ENTRIES SUPPLIED =>
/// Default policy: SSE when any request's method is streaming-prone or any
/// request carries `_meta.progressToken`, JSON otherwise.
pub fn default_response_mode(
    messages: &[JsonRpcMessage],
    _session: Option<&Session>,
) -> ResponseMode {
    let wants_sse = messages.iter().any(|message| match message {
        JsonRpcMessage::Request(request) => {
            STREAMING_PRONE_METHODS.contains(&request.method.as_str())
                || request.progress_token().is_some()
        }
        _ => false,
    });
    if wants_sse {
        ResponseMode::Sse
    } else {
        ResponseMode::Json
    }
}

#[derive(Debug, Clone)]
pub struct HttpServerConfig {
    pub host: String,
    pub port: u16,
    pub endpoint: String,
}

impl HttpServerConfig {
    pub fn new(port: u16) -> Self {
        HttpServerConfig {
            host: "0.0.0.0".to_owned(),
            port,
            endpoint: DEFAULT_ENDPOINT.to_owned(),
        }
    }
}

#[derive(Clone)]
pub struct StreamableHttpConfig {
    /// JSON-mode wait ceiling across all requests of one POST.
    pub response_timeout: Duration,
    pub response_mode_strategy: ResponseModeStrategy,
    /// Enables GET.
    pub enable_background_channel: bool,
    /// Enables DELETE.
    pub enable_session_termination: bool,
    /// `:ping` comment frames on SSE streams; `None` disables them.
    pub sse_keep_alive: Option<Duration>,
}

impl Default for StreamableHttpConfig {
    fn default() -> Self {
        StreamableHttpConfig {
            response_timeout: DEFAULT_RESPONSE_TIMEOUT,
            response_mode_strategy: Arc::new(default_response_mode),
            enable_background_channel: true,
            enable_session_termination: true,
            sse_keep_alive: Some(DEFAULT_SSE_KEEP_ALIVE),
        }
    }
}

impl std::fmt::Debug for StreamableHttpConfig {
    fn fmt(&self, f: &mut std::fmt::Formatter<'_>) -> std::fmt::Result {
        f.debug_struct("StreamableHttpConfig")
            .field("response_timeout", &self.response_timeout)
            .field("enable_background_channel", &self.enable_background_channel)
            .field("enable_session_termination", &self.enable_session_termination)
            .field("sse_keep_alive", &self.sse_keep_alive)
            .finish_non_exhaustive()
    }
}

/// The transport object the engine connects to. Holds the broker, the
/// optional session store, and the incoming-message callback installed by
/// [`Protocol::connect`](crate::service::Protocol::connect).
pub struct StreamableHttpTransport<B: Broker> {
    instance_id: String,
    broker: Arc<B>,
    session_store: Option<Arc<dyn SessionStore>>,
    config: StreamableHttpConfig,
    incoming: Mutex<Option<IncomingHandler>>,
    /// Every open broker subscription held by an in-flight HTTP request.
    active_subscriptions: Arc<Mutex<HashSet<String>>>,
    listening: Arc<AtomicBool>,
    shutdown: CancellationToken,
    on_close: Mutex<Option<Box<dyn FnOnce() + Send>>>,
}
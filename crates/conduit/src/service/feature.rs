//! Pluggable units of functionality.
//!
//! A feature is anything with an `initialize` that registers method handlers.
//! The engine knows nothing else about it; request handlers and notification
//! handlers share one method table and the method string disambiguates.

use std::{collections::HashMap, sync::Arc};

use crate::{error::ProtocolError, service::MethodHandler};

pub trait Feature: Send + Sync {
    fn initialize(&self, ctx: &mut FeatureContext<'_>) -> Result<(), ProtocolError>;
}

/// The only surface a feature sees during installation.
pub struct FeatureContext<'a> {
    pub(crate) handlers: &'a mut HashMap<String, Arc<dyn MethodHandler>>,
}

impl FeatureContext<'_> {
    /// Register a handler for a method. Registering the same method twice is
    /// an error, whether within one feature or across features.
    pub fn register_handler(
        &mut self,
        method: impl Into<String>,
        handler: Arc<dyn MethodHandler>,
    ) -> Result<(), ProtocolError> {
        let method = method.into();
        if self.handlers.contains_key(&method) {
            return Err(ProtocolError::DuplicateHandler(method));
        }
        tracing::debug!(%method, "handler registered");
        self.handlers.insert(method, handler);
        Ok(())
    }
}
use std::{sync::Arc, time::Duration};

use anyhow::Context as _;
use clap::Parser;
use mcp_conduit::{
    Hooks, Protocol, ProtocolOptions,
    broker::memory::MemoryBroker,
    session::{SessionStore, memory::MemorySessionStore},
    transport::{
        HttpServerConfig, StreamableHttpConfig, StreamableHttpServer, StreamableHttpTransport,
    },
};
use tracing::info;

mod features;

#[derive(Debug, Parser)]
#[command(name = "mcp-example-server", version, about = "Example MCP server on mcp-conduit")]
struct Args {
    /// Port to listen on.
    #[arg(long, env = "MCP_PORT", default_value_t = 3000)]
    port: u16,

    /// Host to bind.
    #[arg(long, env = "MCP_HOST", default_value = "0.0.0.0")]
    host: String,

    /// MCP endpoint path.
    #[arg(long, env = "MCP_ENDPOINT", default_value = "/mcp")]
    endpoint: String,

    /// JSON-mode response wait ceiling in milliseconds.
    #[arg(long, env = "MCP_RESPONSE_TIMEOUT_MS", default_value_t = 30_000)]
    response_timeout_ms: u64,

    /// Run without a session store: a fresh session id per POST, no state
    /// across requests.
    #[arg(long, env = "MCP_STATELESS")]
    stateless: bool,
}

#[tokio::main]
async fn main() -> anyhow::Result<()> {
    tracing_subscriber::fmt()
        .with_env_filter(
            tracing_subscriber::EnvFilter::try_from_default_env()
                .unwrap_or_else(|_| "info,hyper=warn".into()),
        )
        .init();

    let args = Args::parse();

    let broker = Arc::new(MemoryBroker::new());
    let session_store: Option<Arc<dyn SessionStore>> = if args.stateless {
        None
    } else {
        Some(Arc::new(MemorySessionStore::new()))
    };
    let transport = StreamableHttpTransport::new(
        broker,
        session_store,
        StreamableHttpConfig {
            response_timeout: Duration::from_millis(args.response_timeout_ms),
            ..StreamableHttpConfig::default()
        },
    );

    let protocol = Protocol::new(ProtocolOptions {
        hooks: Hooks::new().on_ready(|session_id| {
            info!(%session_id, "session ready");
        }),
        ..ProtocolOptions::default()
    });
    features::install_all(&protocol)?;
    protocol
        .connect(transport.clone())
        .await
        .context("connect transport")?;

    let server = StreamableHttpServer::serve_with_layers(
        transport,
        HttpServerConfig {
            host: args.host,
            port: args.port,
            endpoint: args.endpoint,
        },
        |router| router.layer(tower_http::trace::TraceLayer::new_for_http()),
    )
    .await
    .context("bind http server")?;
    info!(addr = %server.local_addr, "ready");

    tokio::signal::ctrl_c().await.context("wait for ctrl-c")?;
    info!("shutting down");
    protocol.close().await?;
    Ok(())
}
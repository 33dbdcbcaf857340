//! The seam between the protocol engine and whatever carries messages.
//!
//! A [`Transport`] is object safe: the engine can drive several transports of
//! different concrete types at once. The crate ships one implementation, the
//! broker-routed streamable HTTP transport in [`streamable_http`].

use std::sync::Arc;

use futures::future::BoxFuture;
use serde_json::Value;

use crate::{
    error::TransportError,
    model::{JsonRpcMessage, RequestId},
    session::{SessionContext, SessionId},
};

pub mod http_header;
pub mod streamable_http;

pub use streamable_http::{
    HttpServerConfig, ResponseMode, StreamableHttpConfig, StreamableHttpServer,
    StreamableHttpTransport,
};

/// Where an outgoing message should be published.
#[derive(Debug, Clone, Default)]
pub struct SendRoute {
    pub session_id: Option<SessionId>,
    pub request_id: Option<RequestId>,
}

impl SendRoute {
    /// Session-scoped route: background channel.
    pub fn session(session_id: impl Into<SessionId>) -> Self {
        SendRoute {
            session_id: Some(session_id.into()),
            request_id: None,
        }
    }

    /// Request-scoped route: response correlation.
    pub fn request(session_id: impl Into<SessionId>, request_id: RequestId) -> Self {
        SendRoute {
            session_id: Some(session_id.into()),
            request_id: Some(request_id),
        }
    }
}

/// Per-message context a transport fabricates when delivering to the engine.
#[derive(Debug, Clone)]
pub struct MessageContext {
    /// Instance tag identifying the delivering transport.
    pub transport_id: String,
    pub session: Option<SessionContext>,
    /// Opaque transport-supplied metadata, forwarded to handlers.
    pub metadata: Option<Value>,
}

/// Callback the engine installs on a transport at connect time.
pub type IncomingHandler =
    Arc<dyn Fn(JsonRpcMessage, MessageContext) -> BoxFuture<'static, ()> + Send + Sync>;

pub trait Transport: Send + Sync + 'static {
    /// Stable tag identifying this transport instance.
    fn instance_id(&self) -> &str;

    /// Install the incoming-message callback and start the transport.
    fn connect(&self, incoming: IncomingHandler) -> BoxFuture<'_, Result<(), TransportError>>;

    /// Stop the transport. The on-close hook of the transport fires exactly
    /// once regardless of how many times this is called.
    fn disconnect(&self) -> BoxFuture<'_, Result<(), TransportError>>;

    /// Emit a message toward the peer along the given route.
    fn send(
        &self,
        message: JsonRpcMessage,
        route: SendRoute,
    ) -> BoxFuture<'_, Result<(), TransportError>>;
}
--
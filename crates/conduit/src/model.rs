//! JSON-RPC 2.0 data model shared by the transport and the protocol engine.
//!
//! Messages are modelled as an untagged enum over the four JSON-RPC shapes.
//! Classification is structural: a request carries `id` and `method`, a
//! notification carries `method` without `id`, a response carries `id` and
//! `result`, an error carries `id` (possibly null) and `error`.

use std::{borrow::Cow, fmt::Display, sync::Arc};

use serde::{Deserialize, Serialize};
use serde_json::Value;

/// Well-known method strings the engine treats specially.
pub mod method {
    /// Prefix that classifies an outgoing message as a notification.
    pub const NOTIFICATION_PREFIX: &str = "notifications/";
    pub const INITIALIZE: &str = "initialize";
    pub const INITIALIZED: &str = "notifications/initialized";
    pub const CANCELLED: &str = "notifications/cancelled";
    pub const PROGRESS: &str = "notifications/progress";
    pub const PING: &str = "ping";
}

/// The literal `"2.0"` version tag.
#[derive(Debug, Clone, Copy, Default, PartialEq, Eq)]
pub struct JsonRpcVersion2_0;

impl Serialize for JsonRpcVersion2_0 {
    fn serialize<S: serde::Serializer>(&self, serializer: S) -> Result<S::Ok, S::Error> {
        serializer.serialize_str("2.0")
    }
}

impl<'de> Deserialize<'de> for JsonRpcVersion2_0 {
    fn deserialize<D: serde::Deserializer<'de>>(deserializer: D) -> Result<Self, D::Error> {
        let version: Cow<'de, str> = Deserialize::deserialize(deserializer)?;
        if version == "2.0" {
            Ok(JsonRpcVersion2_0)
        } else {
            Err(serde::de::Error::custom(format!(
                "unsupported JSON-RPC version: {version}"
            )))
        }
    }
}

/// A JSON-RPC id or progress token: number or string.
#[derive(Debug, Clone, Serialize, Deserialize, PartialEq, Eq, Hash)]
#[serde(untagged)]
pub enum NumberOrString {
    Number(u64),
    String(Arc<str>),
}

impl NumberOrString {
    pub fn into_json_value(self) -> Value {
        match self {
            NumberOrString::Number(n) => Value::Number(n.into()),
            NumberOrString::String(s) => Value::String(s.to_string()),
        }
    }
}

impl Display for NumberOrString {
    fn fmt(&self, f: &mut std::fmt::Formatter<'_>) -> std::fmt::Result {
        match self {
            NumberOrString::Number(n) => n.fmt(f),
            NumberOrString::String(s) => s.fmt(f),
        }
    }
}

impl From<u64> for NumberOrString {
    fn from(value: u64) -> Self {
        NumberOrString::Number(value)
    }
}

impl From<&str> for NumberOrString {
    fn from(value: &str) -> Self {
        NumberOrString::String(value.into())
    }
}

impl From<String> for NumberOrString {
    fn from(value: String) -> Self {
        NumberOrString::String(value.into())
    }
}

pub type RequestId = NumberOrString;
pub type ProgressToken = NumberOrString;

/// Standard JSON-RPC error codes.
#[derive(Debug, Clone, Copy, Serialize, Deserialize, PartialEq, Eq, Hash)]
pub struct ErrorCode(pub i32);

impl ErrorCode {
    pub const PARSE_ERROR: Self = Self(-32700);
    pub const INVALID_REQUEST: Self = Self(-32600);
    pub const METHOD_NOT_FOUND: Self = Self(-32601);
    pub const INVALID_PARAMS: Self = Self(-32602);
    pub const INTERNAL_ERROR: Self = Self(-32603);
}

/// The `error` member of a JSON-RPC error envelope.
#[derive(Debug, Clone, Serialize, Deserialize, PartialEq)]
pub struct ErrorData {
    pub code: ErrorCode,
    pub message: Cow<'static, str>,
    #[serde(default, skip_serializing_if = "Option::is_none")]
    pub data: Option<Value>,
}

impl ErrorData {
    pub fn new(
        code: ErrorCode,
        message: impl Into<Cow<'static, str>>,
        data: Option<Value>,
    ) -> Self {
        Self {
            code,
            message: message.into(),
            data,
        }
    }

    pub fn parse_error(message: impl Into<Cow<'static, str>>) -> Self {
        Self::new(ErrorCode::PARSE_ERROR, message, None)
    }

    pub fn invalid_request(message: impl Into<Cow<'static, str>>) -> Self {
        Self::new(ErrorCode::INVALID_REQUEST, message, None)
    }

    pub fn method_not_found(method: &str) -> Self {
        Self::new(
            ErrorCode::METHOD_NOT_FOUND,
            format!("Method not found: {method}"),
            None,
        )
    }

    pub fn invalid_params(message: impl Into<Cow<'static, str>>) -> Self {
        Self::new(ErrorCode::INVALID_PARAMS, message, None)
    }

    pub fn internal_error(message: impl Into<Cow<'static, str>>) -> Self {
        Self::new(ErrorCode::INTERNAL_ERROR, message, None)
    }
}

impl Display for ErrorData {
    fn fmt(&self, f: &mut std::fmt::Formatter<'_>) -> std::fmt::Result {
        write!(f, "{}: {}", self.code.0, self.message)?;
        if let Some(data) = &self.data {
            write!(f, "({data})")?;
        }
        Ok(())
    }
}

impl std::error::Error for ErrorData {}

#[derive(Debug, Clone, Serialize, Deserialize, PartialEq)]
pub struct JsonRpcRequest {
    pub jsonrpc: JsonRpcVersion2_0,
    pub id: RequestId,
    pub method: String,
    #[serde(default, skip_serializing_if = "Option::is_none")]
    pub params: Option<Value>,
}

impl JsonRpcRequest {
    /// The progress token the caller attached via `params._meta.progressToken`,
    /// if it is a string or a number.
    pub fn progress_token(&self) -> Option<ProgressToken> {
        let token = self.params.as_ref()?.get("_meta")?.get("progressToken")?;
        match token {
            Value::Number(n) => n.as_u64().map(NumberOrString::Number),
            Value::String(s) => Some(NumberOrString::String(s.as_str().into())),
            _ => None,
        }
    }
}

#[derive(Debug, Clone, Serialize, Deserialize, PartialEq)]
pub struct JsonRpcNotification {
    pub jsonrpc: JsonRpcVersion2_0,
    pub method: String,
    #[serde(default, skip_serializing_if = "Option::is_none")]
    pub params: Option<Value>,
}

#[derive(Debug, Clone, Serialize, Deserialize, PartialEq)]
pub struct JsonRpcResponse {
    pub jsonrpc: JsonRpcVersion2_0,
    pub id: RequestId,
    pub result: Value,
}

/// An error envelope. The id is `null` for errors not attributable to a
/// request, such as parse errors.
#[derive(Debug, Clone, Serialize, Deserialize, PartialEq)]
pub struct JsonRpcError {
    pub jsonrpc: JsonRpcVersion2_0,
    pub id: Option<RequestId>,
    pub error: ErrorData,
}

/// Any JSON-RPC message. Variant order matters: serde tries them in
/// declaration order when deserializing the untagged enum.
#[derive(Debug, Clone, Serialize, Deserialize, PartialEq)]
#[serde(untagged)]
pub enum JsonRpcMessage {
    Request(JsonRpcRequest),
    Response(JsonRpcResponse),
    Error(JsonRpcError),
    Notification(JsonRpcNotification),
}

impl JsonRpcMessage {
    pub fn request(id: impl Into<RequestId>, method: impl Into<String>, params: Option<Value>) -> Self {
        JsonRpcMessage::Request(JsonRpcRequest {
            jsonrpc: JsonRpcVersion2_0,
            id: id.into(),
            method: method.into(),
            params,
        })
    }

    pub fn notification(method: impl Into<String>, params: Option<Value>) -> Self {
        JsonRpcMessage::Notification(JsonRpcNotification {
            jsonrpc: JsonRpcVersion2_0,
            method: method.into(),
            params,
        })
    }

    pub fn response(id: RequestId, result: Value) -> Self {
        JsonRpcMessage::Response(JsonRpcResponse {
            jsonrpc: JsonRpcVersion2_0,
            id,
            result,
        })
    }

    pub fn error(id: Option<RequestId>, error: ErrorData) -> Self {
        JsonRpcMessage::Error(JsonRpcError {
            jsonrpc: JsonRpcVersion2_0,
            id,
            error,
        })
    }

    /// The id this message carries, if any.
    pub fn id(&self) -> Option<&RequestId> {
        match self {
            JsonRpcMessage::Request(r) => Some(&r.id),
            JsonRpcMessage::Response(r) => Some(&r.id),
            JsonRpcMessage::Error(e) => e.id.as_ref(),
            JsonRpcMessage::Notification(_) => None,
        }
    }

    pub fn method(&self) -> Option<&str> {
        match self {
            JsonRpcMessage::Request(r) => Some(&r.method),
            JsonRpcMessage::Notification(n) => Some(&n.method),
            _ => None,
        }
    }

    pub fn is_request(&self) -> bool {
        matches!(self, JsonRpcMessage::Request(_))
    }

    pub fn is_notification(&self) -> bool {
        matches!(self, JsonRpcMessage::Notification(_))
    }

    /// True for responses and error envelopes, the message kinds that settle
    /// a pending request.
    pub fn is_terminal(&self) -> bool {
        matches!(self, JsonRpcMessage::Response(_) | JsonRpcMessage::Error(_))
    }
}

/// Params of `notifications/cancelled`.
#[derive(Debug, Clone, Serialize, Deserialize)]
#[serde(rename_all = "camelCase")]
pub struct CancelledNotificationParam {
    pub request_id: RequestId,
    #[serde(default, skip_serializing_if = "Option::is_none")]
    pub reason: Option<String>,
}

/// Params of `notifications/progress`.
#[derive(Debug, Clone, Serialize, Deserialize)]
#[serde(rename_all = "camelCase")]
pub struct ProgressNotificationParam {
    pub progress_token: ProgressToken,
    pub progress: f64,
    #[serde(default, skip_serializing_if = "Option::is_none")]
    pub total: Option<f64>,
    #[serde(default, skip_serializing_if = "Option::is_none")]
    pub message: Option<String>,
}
==
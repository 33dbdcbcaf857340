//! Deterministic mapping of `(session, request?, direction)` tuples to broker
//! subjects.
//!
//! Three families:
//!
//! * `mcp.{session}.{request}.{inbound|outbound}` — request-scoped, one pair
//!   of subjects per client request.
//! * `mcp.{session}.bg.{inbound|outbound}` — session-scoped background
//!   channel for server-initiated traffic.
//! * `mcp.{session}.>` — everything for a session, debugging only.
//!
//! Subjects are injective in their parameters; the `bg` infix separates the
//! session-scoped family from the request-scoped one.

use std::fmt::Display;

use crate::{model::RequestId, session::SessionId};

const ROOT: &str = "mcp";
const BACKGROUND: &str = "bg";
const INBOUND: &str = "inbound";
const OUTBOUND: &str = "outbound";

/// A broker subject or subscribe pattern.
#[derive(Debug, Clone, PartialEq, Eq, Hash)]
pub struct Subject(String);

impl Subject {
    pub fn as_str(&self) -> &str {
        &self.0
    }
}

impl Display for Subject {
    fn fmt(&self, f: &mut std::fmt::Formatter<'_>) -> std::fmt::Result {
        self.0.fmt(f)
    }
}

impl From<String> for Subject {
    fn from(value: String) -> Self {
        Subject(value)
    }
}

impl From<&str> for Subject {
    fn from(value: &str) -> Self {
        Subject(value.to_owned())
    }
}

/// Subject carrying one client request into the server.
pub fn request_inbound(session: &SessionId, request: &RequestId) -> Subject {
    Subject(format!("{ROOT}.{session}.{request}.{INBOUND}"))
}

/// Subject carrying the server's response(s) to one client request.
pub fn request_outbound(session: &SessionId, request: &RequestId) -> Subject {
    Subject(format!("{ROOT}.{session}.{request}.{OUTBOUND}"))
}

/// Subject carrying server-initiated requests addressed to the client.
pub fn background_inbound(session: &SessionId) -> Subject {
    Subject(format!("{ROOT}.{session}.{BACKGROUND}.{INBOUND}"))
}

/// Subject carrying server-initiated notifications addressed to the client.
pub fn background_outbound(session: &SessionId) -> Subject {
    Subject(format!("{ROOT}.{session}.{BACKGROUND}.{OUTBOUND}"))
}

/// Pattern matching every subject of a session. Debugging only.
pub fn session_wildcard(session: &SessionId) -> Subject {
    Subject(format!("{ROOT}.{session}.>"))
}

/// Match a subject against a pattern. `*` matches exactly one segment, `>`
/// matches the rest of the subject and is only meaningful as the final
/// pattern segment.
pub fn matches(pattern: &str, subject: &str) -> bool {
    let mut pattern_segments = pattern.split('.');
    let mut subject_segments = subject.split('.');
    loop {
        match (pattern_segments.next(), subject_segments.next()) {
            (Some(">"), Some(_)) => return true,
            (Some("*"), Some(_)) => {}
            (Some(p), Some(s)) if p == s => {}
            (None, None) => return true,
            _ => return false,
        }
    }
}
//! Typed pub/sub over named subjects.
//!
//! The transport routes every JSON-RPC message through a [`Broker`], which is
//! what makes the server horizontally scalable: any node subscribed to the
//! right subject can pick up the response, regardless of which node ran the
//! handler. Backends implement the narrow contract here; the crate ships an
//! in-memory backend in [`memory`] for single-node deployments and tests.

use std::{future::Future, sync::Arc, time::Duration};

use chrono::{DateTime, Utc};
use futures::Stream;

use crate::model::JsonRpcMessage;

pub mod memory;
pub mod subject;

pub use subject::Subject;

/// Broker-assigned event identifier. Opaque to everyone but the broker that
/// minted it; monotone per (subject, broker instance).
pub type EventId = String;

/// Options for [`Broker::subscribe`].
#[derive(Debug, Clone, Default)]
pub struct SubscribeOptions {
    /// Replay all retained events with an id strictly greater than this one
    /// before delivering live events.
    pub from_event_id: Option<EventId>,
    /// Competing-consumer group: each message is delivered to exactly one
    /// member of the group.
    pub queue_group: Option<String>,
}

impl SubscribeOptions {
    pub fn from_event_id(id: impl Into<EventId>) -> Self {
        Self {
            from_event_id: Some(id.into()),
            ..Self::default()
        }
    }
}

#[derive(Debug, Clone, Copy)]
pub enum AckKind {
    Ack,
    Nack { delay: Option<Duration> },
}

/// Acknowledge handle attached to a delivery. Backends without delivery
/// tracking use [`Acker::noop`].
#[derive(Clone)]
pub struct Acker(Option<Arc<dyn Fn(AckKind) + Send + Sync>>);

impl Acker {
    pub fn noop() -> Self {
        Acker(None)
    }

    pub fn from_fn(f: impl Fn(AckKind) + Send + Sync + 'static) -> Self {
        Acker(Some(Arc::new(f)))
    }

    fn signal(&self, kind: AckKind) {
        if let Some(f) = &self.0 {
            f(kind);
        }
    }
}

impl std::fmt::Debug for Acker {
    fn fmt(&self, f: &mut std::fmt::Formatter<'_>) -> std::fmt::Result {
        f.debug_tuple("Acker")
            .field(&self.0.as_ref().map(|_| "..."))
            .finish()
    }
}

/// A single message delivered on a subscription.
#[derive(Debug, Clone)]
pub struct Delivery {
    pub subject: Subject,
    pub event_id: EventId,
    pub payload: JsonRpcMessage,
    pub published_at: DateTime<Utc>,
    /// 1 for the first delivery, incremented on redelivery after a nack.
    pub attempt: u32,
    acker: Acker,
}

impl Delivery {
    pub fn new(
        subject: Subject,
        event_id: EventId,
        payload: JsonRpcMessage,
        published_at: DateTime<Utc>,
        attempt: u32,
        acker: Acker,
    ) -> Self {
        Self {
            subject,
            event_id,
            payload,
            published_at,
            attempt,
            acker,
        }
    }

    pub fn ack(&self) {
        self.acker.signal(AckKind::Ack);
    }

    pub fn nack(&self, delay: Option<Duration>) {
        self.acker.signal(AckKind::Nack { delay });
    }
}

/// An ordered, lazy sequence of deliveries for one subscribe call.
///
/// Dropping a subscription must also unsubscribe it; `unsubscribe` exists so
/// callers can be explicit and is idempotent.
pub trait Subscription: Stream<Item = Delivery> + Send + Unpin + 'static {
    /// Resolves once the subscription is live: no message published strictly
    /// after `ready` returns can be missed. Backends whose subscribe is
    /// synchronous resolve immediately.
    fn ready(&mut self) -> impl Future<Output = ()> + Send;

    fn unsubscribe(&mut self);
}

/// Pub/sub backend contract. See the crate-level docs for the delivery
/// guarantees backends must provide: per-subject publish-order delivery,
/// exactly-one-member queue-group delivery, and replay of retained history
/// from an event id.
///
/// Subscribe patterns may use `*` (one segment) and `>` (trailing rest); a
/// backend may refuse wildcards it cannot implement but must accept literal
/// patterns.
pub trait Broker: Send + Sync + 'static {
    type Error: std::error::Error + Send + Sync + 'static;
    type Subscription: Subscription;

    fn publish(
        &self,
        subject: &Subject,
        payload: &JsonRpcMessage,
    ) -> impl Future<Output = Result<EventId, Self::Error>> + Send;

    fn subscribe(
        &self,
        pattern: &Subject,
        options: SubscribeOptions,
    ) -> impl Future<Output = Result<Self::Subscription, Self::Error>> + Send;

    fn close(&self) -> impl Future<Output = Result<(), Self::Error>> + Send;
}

TASK INSTRUCTIONS =>
Tally how many lines of the material contain the word "Copy". The answer must be the number and nothing else.

WRITTEN ANSWER =>
3